Synthesis of Antiviral Imino-C-Nucleoside Analogues

Abstract

Nucleoside analogues are a diverse class of synthetic drugs that exhibit broad antiviral and anti infective activity. Critically, nucleoside analogues serve as first-line therapeutic agents to treat viral infections of pandemic potential. Despite various clinical successes, nucleoside drug discovery has been hampered by inefficient access to unnatural nucleoside frameworks, such as the iminoribitol scaffold observed in the adenosine analogue, galidesivir (29). With the overall goal of streamlining the synthesis of nucleosides, the modular assembly of imino-C-nucleosides was devised, featuring use of a cycloaddition reaction as the key heterocycle-forming step.
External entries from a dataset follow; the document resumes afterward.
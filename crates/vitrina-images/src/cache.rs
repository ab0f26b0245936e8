//! In-process TTL cache over [`ImageResolver`].
//!
//! Two namespaces exist: full folder resolutions and main-image-only
//! lookups. They are keyed separately — resolving a full set does not
//! populate the cheaper main-only entry, matching the dual-granularity
//! read paths of the storefront (detail page vs. listing page).
//!
//! Reads treat expired entries as misses; physically removing them is the
//! job of [`UrlCache::sweep`], which runs before miss-driven fetches and on
//! a periodic scheduler trigger. The map is mutex-guarded because the axum
//! host serves requests concurrently; the lock is never held across an
//! `.await`.

use std::collections::HashMap;
use std::sync::Mutex;
use std::time::{Duration, Instant};

use crate::resolver::{ImageResolver, ImageSet, PlaceholderReason, Resolution};
use crate::resolver::normalize_folder;

/// Monotonic clock, injected so TTL behavior is testable without sleeping.
pub trait Clock: Send + Sync {
    fn now(&self) -> Instant;
}

/// Production clock backed by [`Instant::now`].
pub struct SystemClock;

impl Clock for SystemClock {
    fn now(&self) -> Instant {
        Instant::now()
    }
}

/// Cache key: namespace discriminant plus the normalized folder reference.
#[derive(Debug, Clone, Hash, PartialEq, Eq)]
pub enum CacheKey {
    FullFolder(String),
    MainOnly(String),
}

impl CacheKey {
    fn full(folder_ref: &str) -> Self {
        CacheKey::FullFolder(normalize_folder(folder_ref))
    }

    fn main(folder_ref: &str) -> Self {
        CacheKey::MainOnly(normalize_folder(folder_ref))
    }
}

#[derive(Debug, Clone)]
enum CachedValue {
    Full(ImageSet),
    Main(String),
}

#[derive(Debug, Clone)]
struct CacheEntry {
    value: CachedValue,
    inserted_at: Instant,
}

/// Memoizes folder resolutions with a TTL strictly shorter than the signed
/// URLs' expiry, so a cached URL is never served after the blob store would
/// reject it.
pub struct UrlCache {
    resolver: ImageResolver,
    clock: Box<dyn Clock>,
    ttl: Duration,
    placeholder: String,
    entries: Mutex<HashMap<CacheKey, CacheEntry>>,
}

impl UrlCache {
    #[must_use]
    pub fn new(
        resolver: ImageResolver,
        clock: Box<dyn Clock>,
        ttl: Duration,
        placeholder: String,
    ) -> Self {
        Self {
            resolver,
            clock,
            ttl,
            placeholder,
            entries: Mutex::new(HashMap::new()),
        }
    }

    /// Full folder resolution: cover plus additional URLs.
    ///
    /// Serves from the `FullFolder` namespace within TTL; otherwise sweeps,
    /// resolves, and caches the outcome. Blob-store failures are returned
    /// as placeholder sets but never cached, so the next call retries.
    pub async fn get_full(&self, folder_ref: &str) -> ImageSet {
        let key = CacheKey::full(folder_ref);
        if let Some(CachedValue::Full(set)) = self.fresh_value(&key) {
            return set;
        }

        self.sweep();
        let resolution = self.resolver.resolve(folder_ref).await;
        let cache_it = Self::cacheable(&resolution);
        let result = resolution.into_image_set(&self.placeholder);
        if cache_it {
            self.insert(key, CachedValue::Full(result.clone()));
        }
        result
    }

    /// Main image only, for listing pages.
    ///
    /// A cold lookup still performs the full folder resolution — no cheaper
    /// partial listing exists — but only the main URL is cached, under the
    /// `MainOnly` namespace.
    pub async fn get_main(&self, folder_ref: &str) -> String {
        let key = CacheKey::main(folder_ref);
        if let Some(CachedValue::Main(url)) = self.fresh_value(&key) {
            return url;
        }

        self.sweep();
        let resolution = self.resolver.resolve(folder_ref).await;
        let cache_it = Self::cacheable(&resolution);
        let main_url = resolution.into_image_set(&self.placeholder).main_url;
        if cache_it {
            self.insert(key, CachedValue::Main(main_url.clone()));
        }
        main_url
    }

    /// Removes every entry older than the TTL. Expired entries are already
    /// invisible to reads; this reclaims the memory.
    pub fn sweep(&self) {
        let now = self.clock.now();
        let mut entries = self.entries.lock().expect("cache mutex poisoned");
        let before = entries.len();
        entries.retain(|_, entry| now.duration_since(entry.inserted_at) < self.ttl);
        let removed = before - entries.len();
        if removed > 0 {
            tracing::debug!(removed, remaining = entries.len(), "swept expired URL cache entries");
        }
    }

    /// Number of live (non-expired) entries, for diagnostics.
    #[must_use]
    pub fn len(&self) -> usize {
        let now = self.clock.now();
        let entries = self.entries.lock().expect("cache mutex poisoned");
        entries
            .values()
            .filter(|e| now.duration_since(e.inserted_at) < self.ttl)
            .count()
    }

    #[must_use]
    pub fn is_empty(&self) -> bool {
        self.len() == 0
    }

    /// Returns the cached value for `key` if present and unexpired.
    fn fresh_value(&self, key: &CacheKey) -> Option<CachedValue> {
        let now = self.clock.now();
        let entries = self.entries.lock().expect("cache mutex poisoned");
        entries
            .get(key)
            .filter(|entry| now.duration_since(entry.inserted_at) < self.ttl)
            .map(|entry| entry.value.clone())
    }

    fn insert(&self, key: CacheKey, value: CachedValue) {
        let entry = CacheEntry {
            value,
            inserted_at: self.clock.now(),
        };
        let mut entries = self.entries.lock().expect("cache mutex poisoned");
        entries.insert(key, entry);
    }

    /// Resolved sets and genuinely-empty folders are cacheable; store
    /// errors are not (no negative caching of failures).
    fn cacheable(resolution: &Resolution) -> bool {
        !matches!(
            resolution,
            Resolution::Placeholder(PlaceholderReason::StoreError(_))
        )
    }
}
The first part of this work involved identification of an appropriate alkyne-bearing intermediate that would be compatible with the proposed cycloaddition reaction and downstream transformations to effect nucleoside synthesis. To this end, divergent access to both imino-C-nucleoside anomers was established from protected D-serine 112. Hemiaminal 130, when subjected to a telescoped cycloaddition and pyrrolidine formation sequence, showed preference for α-nucleoside formation. On the other hand, the analogous cycloaddition and deprotection using alkynyl pyrrolidine 148 led to the exclusive formation of the desired β-nucleoside 139·HCl. The second part of this work elaborated on the cycloaddition strategy as a rapid method to introduce diversity in medicinal chemistry campaigns. To maximise the efficiency of triazole construction, a one-pot method was developed for the in-situ generation of aryl or heteroaromatic azides from the corresponding boronic acids using Chan-Lam-type conditions, that were then captured for concomitant Copper-catalysed Azide Alkyne Cycloaddition (CuAAC). Copper-cyclodextrin complex was identified as the superior catalyst for this transformation. After extensive optimisation, 24 analogues were prepared from advanced alkyne 200 using the developed protocol. Synthetic efforts were supported by structural analysis and antiviral assessment of the flex-imino-C-nucleosides, a subclass of nucleoside analogues characterised by a split arene ring motif. This work provides insight for the continued development of nucleoside analogues, whereby use of a cycloaddition strategy could be broadly implemented for the convenient access to C-nucleosides bearing unique heterocyclic nucleobase surrogates in future diversity oriented syntheses.